On the song, she sings, “American glory faded before me / Now I'm feeling hopeless, ripped up my prom dress / Running through rose thorns, I saw the scoreboard /And ran for my life.” As Taylor herself then shared in a Spotify message, "This song is about disillusionment with our crazy world of politics and inequality, set in a metaphorical high school.”

The decision by a former self-aware, precocious teenage girl to center that political narrative on teenagers feels deliberate, interesting, and absolutely timely.

Musically, the song is a clear descendant of Lana Del Rey’s “National Anthem,” and it takes some thematic cues as well (after all, who has been more Miss Americana than Lana, who frequently toys with classic film tropes, American flags, and patriotic iconography).

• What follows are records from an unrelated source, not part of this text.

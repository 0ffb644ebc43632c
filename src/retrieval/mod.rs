//! Hybrid dense + lexical retrieval with rank fusion and optional reranking.

pub mod config;
pub mod error;
pub mod retriever;
pub mod types;


pub use config::RetrieverConfig;
pub use error::{RetrievalError, RetrievalResult};
pub use retriever::HybridRetriever;
pub use types::RankedCandidate;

But together, the music and lyrics feel like they exist in the same world as HBO’s Euphoria, though the song was likely written before the show came out.

In Euphoria, hallway gossip, body insecurity, and heartbreak exist alongside drug addiction, transphobia, and toxic masculinity. All of that is compounded by an unspoken political climate that hovers around the show’s glamour, infusing it with meaning its characters don’t always ask for. “American stories burning before me,” Taylor sings on “Miss Americana.” “I'm feeling helpless, the damsels are depressed. Boys will be boys then, where are the wise men?” Whether it’s Taylor Swift’s sparkly pink heart or Rue’s drug-fueled glimmering tears, all that glitters in their eye makeup is not gold.

Every track on Lover can in some way inhabit that rubric of using love stories, especially the idea of young love, as a way of dealing with the constant barrage of everything thrown at us every day, and as a way of learning how to prioritize what matters. “You play stupid games, you win stupid prizes,” Taylor sings on “Miss Americana,” and it’s not hard to imagine she’s talking about all the petty fights we embroil ourselves in that make us miss the larger ramifications of our actions.

Taylor, perhaps later than most of us would have liked, told Vogue in the September 2019 issue that she didn’t realize until recently that she “could advocate for a community that I’m not a part of.” Adding, “It’s hard to know how to do that without being so fearful of making a mistake that you just freeze.” In its best moments, Lover grapples with some of those fears and responsibilities amid the landscape of actual life. You can hear it on “The Man,” when amid all the masculine bluster she’s “so sick of running as fast as I can.” That it can be tempting, like the heroine of “Miss Americana,” to be “so sad” that you “run away.”

Maybe among Taylor’s past year of being a vocal supporter of LGBTQ+ equality in Tennessee, she has realized (like so many people with privilege have over the past four years) the inherent tension and occasional hopelessness of the fact that you can use whatever voice you have to empower marginalized groups and advocate for systemic policy change — and then still have to live in the world we’ve got.